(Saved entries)
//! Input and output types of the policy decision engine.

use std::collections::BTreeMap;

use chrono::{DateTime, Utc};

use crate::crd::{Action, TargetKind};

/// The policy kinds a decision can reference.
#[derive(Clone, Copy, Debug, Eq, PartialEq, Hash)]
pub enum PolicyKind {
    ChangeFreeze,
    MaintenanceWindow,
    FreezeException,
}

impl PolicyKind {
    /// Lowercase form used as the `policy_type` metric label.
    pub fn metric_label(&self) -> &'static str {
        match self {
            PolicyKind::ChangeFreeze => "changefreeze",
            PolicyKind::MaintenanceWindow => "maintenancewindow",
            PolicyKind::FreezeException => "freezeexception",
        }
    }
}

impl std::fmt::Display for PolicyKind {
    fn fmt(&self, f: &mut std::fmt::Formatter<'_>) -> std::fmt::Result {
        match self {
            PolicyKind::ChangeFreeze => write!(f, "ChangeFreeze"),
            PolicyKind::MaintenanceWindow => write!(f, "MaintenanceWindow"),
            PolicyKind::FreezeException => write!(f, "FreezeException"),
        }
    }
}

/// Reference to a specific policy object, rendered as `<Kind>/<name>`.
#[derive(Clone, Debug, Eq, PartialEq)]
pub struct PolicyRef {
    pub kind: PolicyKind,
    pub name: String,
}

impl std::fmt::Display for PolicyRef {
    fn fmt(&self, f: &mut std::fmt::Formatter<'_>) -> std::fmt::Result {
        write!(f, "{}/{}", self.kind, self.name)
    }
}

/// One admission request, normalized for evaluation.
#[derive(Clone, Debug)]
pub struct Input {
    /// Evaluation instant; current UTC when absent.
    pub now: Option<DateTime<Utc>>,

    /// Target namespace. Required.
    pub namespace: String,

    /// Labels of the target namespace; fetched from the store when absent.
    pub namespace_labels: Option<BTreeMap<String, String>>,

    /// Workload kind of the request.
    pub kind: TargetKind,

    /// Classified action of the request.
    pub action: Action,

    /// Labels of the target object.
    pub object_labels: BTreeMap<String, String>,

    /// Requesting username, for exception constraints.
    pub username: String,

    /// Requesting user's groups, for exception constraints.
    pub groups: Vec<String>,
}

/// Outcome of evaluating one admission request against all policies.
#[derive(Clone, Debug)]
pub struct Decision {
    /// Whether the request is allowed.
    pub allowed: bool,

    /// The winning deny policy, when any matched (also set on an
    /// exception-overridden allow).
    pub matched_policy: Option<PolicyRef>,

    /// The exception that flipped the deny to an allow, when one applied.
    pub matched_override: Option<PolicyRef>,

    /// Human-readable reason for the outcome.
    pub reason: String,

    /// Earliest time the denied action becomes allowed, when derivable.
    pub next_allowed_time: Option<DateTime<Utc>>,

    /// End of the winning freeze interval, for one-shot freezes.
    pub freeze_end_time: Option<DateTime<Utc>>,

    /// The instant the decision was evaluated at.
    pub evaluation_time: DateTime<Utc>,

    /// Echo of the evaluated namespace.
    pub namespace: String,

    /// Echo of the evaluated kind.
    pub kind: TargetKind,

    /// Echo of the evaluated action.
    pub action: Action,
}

> [WHAT THE EXERCISE ASKS] Among the entries above, determine how many lines hold the string "BTreeMap" and report that number alone.

> [ANSWER TO THIS PROBLEM] 3